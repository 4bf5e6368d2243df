use super::params::TipDetectorParams;
use super::triangle::{fit_triangle, polygon_area, refine_tip, select_tip, triangle_area};
use dart_vision_core::blur;
use image::GrayImage;
use imageproc::contours::{find_contours, BorderType, Contour};
use imageproc::distance_transform::Norm;
use imageproc::edges::canny;
use imageproc::geometry::{arc_length, convex_hull};
use imageproc::morphology::{dilate, erode};
use imageproc::point::Point;
use nalgebra::Point2;
use serde::{Deserialize, Serialize};

#[cfg(feature = "tracing")]
use tracing::instrument;

/// One dart tip candidate in difference-image pixel coordinates.
#[derive(Clone, Debug, PartialEq, Serialize, Deserialize)]
pub struct TipDetection {
    pub x: f32,
    pub y: f32,
    /// `area_ratio * min(1, contour_area / full_confidence_area)`, in `[0, 1]`.
    pub confidence: f32,
    pub contour_area: f32,
    /// Fitted triangle, tip first.
    pub triangle: Option<[Point2<f32>; 3]>,
}

impl TipDetection {
    pub fn tip(&self) -> Point2<f32> {
        Point2::new(self.x, self.y)
    }
}

/// Finds dart tips in background-difference images.
///
/// A dart silhouette (shaft plus flight) shows up as a roughly triangular
/// blob; the tip is the vertex opposite the short base edge.
#[derive(Clone, Debug, Default)]
pub struct TipDetector {
    params: TipDetectorParams,
}

impl TipDetector {
    pub fn new(params: TipDetectorParams) -> Self {
        Self { params }
    }

    pub fn params(&self) -> &TipDetectorParams {
        &self.params
    }

    /// Up to `top_n` tips, most confident first.
    #[cfg_attr(
        feature = "tracing",
        instrument(level = "debug", skip(self, diff), fields(w = diff.width(), h = diff.height()))
    )]
    pub fn detect(&self, diff: &GrayImage, top_n: usize) -> Vec<TipDetection> {
        if top_n == 0 {
            return Vec::new();
        }

        let edges = self.edges(diff);
        let candidates = self.candidate_outlines(&edges);
        let mut detections: Vec<TipDetection> = candidates
            .iter()
            .take(top_n.saturating_mul(2))
            .filter_map(|(outline, area)| self.evaluate(&edges, outline, *area))
            .collect();

        detections.sort_by(|a, b| b.confidence.total_cmp(&a.confidence));
        detections.truncate(top_n);
        log::trace!(
            "{} contour(s) in range, {} triangle tip(s)",
            candidates.len(),
            detections.len()
        );
        detections
    }

    /// Canny edges of the smoothed difference image.
    pub fn edges(&self, diff: &GrayImage) -> GrayImage {
        let p = &self.params;
        let mut smoothed = diff.clone();
        for _ in 0..p.blur_passes {
            smoothed = blur(&smoothed, p.blur_sigma);
        }
        canny(&smoothed, p.canny_low, p.canny_high)
    }

    /// Edge map closed by dilation then erosion, so a silhouette's broken
    /// outline becomes one blob.
    pub fn close_edges(&self, edges: &GrayImage) -> GrayImage {
        let p = &self.params;
        let dilated = if p.dilations > 0 {
            dilate(edges, Norm::LInf, p.dilations)
        } else {
            edges.clone()
        };
        if p.erosions > 0 {
            erode(&dilated, Norm::LInf, p.erosions)
        } else {
            dilated
        }
    }

    /// External outlines of the closed edge map whose area lies in
    /// `[min_area, max_area]`, largest first.
    fn candidate_outlines(&self, edges: &GrayImage) -> Vec<(Vec<Point<i32>>, f32)> {
        let mask = self.close_edges(edges);
        let mut out: Vec<(Vec<Point<i32>>, f32)> = find_contours::<i32>(&mask)
            .into_iter()
            .filter(is_external)
            .filter_map(|c| {
                let area = polygon_area(&c.points);
                (area >= self.params.min_area && area <= self.params.max_area)
                    .then_some((c.points, area))
            })
            .collect();
        out.sort_by(|a, b| b.1.total_cmp(&a.1));
        out
    }

    /// The closed outline sits a few pixels outside the silhouette and rounds
    /// its corners. The triangle is fitted to the hull of the raw edge pixels
    /// it encloses instead.
    fn evaluate(&self, edges: &GrayImage, outline: &[Point<i32>], area: f32) -> Option<TipDetection> {
        let hull = edge_hull(edges, outline);
        let triangle = fit_triangle(
            &hull,
            arc_length(outline, true),
            &self.params.approx_tolerances,
        )?;
        let (tip, base) = select_tip(&triangle);
        let tip = refine_tip(&hull, tip, &base);

        let tri_area = triangle_area(&triangle);
        let hull_area = polygon_area(&hull);
        let area_ratio = if hull_area.max(tri_area) > 0.0 {
            hull_area.min(tri_area) / hull_area.max(tri_area)
        } else {
            0.0
        };
        let size_factor = (area / self.params.full_confidence_area.max(f32::EPSILON)).min(1.0);

        Some(TipDetection {
            x: tip.x,
            y: tip.y,
            confidence: area_ratio * size_factor,
            contour_area: area,
            triangle: Some([tip, base[0], base[1]]),
        })
    }
}

/// Convex hull of the edge pixels inside `outline`'s hull.
fn edge_hull(edges: &GrayImage, outline: &[Point<i32>]) -> Vec<Point<i32>> {
    let bounds = convex_hull(outline.to_vec());
    let (Some(x0), Some(x1), Some(y0), Some(y1)) = (
        outline.iter().map(|p| p.x).min(),
        outline.iter().map(|p| p.x).max(),
        outline.iter().map(|p| p.y).min(),
        outline.iter().map(|p| p.y).max(),
    ) else {
        return Vec::new();
    };
    let (w, h) = (edges.width() as i32, edges.height() as i32);

    let mut inside = Vec::new();
    for y in y0.max(0)..=y1.min(h - 1) {
        for x in x0.max(0)..=x1.min(w - 1) {
            let p = Point::new(x, y);
            if edges.get_pixel(x as u32, y as u32)[0] > 0 && in_convex(&bounds, p) {
                inside.push(p);
            }
        }
    }
    if inside.len() < 3 {
        return Vec::new();
    }
    convex_hull(inside)
}

/// Point-in-convex-polygon by consistent cross-product sign; boundary counts
/// as inside.
fn in_convex(hull: &[Point<i32>], p: Point<i32>) -> bool {
    let mut sign = 0i64;
    for (a, b) in hull.iter().zip(hull.iter().cycle().skip(1)) {
        let cross = (b.x - a.x) as i64 * (p.y - a.y) as i64 - (b.y - a.y) as i64 * (p.x - a.x) as i64;
        let s = cross.signum();
        if s == 0 {
            continue;
        }
        if sign == 0 {
            sign = s;
        } else if s != sign {
            return false;
        }
    }
    true
}

fn is_external(c: &Contour<i32>) -> bool {
    c.border_type == BorderType::Outer && c.parent.is_none()
}

#[cfg(test)]
mod tests {
    use super::*;
    use image::Luma;
    use imageproc::drawing::draw_polygon_mut;

    fn params_for_synthetic() -> TipDetectorParams {
        TipDetectorParams {
            blur_passes: 0,
            dilations: 2,
            erosions: 1,
            ..TipDetectorParams::default()
        }
    }

    fn frame_with(polygons: &[&[(i32, i32)]]) -> GrayImage {
        let mut img = GrayImage::new(400, 400);
        for poly in polygons {
            let pts: Vec<Point<i32>> = poly.iter().map(|&(x, y)| Point::new(x, y)).collect();
            draw_polygon_mut(&mut img, &pts, Luma([255]));
        }
        img
    }

    #[test]
    fn blank_difference_has_no_tips() {
        let det = TipDetector::default();
        assert!(det.detect(&GrayImage::new(200, 200), 1).is_empty());
    }

    #[test]
    fn finds_tip_of_a_triangle_blob() {
        // Base on top, pointing down at (200, 260).
        let img = frame_with(&[&[(175, 160), (225, 160), (200, 260)]]);
        let det = TipDetector::new(params_for_synthetic());
        let found = det.detect(&img, 1);

        assert_eq!(found.len(), 1);
        let tip = &found[0];
        assert!((tip.x - 200.0).abs() <= 6.0, "tip x {}", tip.x);
        assert!((tip.y - 260.0).abs() <= 10.0, "tip y {}", tip.y);
        assert!(tip.confidence > 0.5, "confidence {}", tip.confidence);
        assert!(tip.confidence <= 1.0);
    }

    #[test]
    fn small_dart_is_found_with_default_params() {
        // 800 px^2, the size of a dart seen from a board camera.
        let img = frame_with(&[&[(190, 80), (210, 80), (200, 160)]]);
        let found = TipDetector::default().detect(&img, 1);

        assert_eq!(found.len(), 1);
        let tip = &found[0];
        assert!((tip.x - 200.0).abs() <= 3.0, "tip x {}", tip.x);
        assert!((tip.y - 160.0).abs() <= 6.0, "tip y {}", tip.y);
        assert!(tip.confidence > 0.5, "confidence {}", tip.confidence);
    }

    #[test]
    fn square_blob_is_not_a_tip() {
        let img = frame_with(&[&[(150, 150), (200, 150), (200, 200), (150, 200)]]);
        assert!(TipDetector::new(params_for_synthetic()).detect(&img, 1).is_empty());
    }

    #[test]
    fn huge_top_n_does_not_overflow() {
        let img = frame_with(&[&[(175, 160), (225, 160), (200, 260)]]);
        let det = TipDetector::new(params_for_synthetic());
        assert_eq!(det.detect(&img, usize::MAX).len(), 1);
    }

    #[test]
    fn blobs_outside_area_range_are_filtered_out() {
        let img = frame_with(&[&[(175, 160), (225, 160), (200, 260)]]);
        let too_small_limit = TipDetector::new(TipDetectorParams {
            max_area: 1000.0,
            ..params_for_synthetic()
        });
        assert!(too_small_limit.detect(&img, 3).is_empty());

        let too_large_floor = TipDetector::new(TipDetectorParams {
            min_area: 20_000.0,
            ..params_for_synthetic()
        });
        assert!(too_large_floor.detect(&img, 3).is_empty());
    }

    #[test]
    fn results_are_sorted_and_truncated() {
        let img = frame_with(&[
            &[(60, 40), (110, 40), (85, 140)],
            &[(260, 200), (310, 200), (285, 300)],
        ]);
        let det = TipDetector::new(params_for_synthetic());

        let both = det.detect(&img, 2);
        assert_eq!(both.len(), 2);
        assert!(both[0].confidence >= both[1].confidence);

        assert_eq!(det.detect(&img, 1).len(), 1);
        assert!(det.detect(&img, 0).is_empty());
    }
}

* * * * *

What to work on:
In the entries above, copy each line that contains the string "Option".

Answer for the task:
    pub triangle: Option<[Point2<f32>; 3]>,
    fn evaluate(&self, edges: &GrayImage, outline: &[Point<i32>], area: f32) -> Option<TipDetection> {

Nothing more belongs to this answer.